Morgan concentrates on feminist social studies of science, medical anthropology, and the political economy of development. In 1999, she coedited Fetal Subjects, Feminist Positions, a book of 15 essays addressing one of the most difficult areas in current feminist thought—the meaning and degree of personhood of the human fetus.

Commander-in Chef
The February 23 Boston Globe presented a portrait of Chef Jeff Sadowski and the course on cooking he offered to students as part of J-Term's “Passport to Reality” series.

According to the Globe, Chef Jeff is one of the best-known figures on campus, and he knows the dining needs of MHC students:

Sadowski knows that his students study around the clock.

“His dining hall is open ‘from 11 am to 1 pm , and we’re busy the whole time. These kids are on the go, they want to eat something that’s like their lifestyle.’ With that in mind, he chose to demonstrate dishes that would be quick, easy to prepare, and complete in themselves.

“One hour isn't a long time, but Sadowski managed to make quesadillas, cavatelli with meat sauce, pasta e fagioli (pasta with beans), and fried rice with a few shortcuts. Preparing the meat sauce as if it were an express Bolognese sauce, he explained that adding milk flavors and tenderizes the meat.”
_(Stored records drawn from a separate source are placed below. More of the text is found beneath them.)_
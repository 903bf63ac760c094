//! Host function metadata.
//!
//! The dependency analyzer needs to know which `tp.<module>.<function>` calls
//! block (prompts, cancellable I/O). That knowledge is passed in as a
//! [`FunctionRegistry`] capability rather than looked up globally.

use indexmap::IndexMap;
use serde::{Deserialize, Serialize};

/// Scheduling-relevant properties of a host function.
#[derive(Debug, Clone, Copy, Default, PartialEq, Eq, Serialize, Deserialize)]
#[serde(default)]
pub struct FunctionFlags {
    /// No side effects; result depends only on arguments.
    pub pure: bool,
    /// Must not run concurrently with later blocks (e.g. interactive prompt).
    pub barrier: bool,
    /// Long-running and observes cancellation.
    pub cancellable: bool,
}

impl FunctionFlags {
    /// A pure function.
    pub const PURE: FunctionFlags = FunctionFlags {
        pure: true,
        barrier: false,
        cancellable: false,
    };

    /// A barrier function.
    pub const BARRIER: FunctionFlags = FunctionFlags {
        pure: false,
        barrier: true,
        cancellable: false,
    };

    /// A cancellable function.
    pub const CANCELLABLE: FunctionFlags = FunctionFlags {
        pure: false,
        barrier: false,
        cancellable: true,
    };

    /// Whether a block calling this function is a scheduling barrier.
    pub fn is_blocking(&self) -> bool {
        self.barrier || self.cancellable
    }
}

/// Lookup of host function metadata by module and function name.
pub trait FunctionRegistry: Send + Sync {
    /// Flags for `tp.<module>.<function>`, or `None` if unknown.
    fn flags(&self, module: &str, function: &str) -> Option<FunctionFlags>;
}

/// In-memory registry keyed by `"module.function"`.
///
/// Deserializes from a JSON object such as
/// `{ "system.prompt": { "barrier": true } }`.
#[derive(Debug, Clone, Default, Serialize, Deserialize)]
#[serde(transparent)]
pub struct StaticRegistry {
    entries: IndexMap<String, FunctionFlags>,
}

impl StaticRegistry {
    pub fn new() -> Self {
        Self::default()
    }

    /// Register (or replace) the flags of `module.function`.
    pub fn register(&mut self, module: &str, function: &str, flags: FunctionFlags) {
        self.entries.insert(format!("{module}.{function}"), flags);
    }

    /// Builder form of [`StaticRegistry::register`].
    pub fn with(mut self, module: &str, function: &str, flags: FunctionFlags) -> Self {
        self.register(module, function, flags);
        self
    }

    pub fn len(&self) -> usize {
        self.entries.len()
    }

    pub fn is_empty(&self) -> bool {
        self.entries.is_empty()
    }

    /// Iterate `("module.function", flags)` pairs in registration order.
    pub fn iter(&self) -> impl Iterator<Item = (&str, &FunctionFlags)> {
        self.entries.iter().map(|(k, v)| (k.as_str(), v))
    }
}

impl FunctionRegistry for StaticRegistry {
    fn flags(&self, module: &str, function: &str) -> Option<FunctionFlags> {
        self.entries.get(&format!("{module}.{function}")).copied()
    }
}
What can one say in summary, but, “Hail to the chef!”

Church and State
Both conservatives and liberals are looking to what the founders of the United States may have thought about God in efforts to bolster arguments in debates over such issues as display of the Ten Commandments in public buildings and the use of the phrase “under God” in the Pledge of Allegiance.

On February 27, the New York Times surveyed leading American historians of the revolutionary era to gain insights into what Washington, Jefferson, Adams, and other luminaries thought about the sacred and its place, if any, in governance. Among those quoted in David Kirkpatrick's story, “Putting God Back into American History,” was Mount Holyoke historian Joseph Ellis, whose latest book is the bestselling His Excellency: George Washington.

According to Ellis, the nation's first president was “a lukewarm Episcopalian and a quasi-deist.” “When he died,” Ellis also told the Times, “he really did not know what would happen to his soul, if such a thing existed.”